— What is expected —
Only the lines containing the string "arcs" are needed; copy all of them from the listing.

— Data supplied —
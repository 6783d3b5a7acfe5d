//! DER object-identifier constants used by CSR/certificate assembly.
//!
//! Each constant holds only the OID's *content* octets (base-128 arcs,
//! no tag/length) — [`crate::writer::ReverseWriter::write_oid`] wraps
//! them. Values are lifted from the standard PKCS#1/PKCS#9/X.520/X.509
//! arcs; `rsaEncryption` and `nsCertType` match the byte-for-byte
//! constants mbedtls's `oid.c` carries for the same arcs.

/// A DER-encoded OID's content octets.
pub type Oid = &'static [u8];

/// Subject/issuer attribute-type OIDs recognized by [`crate::name`].
pub mod attribute {
    use super::Oid;

    pub const COMMON_NAME: Oid = &[0x55, 0x04, 0x03];
    pub const COUNTRY_NAME: Oid = &[0x55, 0x04, 0x06];
    pub const ORGANIZATION_NAME: Oid = &[0x55, 0x04, 0x0A];
    pub const ORGANIZATIONAL_UNIT_NAME: Oid = &[0x55, 0x04, 0x0B];
    pub const LOCALITY_NAME: Oid = &[0x55, 0x04, 0x07];
    pub const STATE_OR_PROVINCE_NAME: Oid = &[0x55, 0x04, 0x08];
    pub const EMAIL_ADDRESS: Oid = &[0x2A, 0x86, 0x48, 0x86, 0xF7, 0x0D, 0x01, 0x09, 0x01];
}

/// Certificate/CSR extension OIDs recognized by [`crate::extensions`].
pub mod extension {
    use super::Oid;

    pub const BASIC_CONSTRAINTS: Oid = &[0x55, 0x1D, 0x13];
    pub const KEY_USAGE: Oid = &[0x55, 0x1D, 0x0F];
    pub const SUBJECT_KEY_IDENTIFIER: Oid = &[0x55, 0x1D, 0x0E];
    pub const AUTHORITY_KEY_IDENTIFIER: Oid = &[0x55, 0x1D, 0x23];
    pub const NS_CERT_TYPE: Oid = &[0x60, 0x86, 0x48, 0x01, 0x86, 0xF8, 0x42, 0x01, 0x01];
    /// PKCS#9 `extensionRequest`, used to carry extensions in a CSR.
    pub const EXTENSION_REQUEST: Oid = &[0x2A, 0x86, 0x48, 0x86, 0xF7, 0x0D, 0x01, 0x09, 0x0E];
}

/// PKCS#1 algorithm OIDs.
pub mod pkcs1 {
    use super::Oid;

    pub const RSA_ENCRYPTION: Oid = &[0x2A, 0x86, 0x48, 0x86, 0xF7, 0x0D, 0x01, 0x01, 0x01];
}

/// `{PK_RSA, md_alg}` signature-algorithm OIDs, keyed by [`crate::hash::MessageDigest`].
pub mod sig_alg {
    use super::Oid;

    pub const SHA1_WITH_RSA: Oid = &[0x2A, 0x86, 0x48, 0x86, 0xF7, 0x0D, 0x01, 0x01, 0x05];
    pub const SHA224_WITH_RSA: Oid = &[0x2A, 0x86, 0x48, 0x86, 0xF7, 0x0D, 0x01, 0x01, 0x0E];
    pub const SHA256_WITH_RSA: Oid = &[0x2A, 0x86, 0x48, 0x86, 0xF7, 0x0D, 0x01, 0x01, 0x0B];
    pub const SHA384_WITH_RSA: Oid = &[0x2A, 0x86, 0x48, 0x86, 0xF7, 0x0D, 0x01, 0x01, 0x0C];
    pub const SHA512_WITH_RSA: Oid = &[0x2A, 0x86, 0x48, 0x86, 0xF7, 0x0D, 0x01, 0x01, 0x0D];
}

— Solution to the exercise —
//! Each constant holds only the OID's *content* octets (base-128 arcs,
//! arcs; `rsaEncryption` and `nsCertType` match the byte-for-byte
//! constants mbedtls's `oid.c` carries for the same arcs.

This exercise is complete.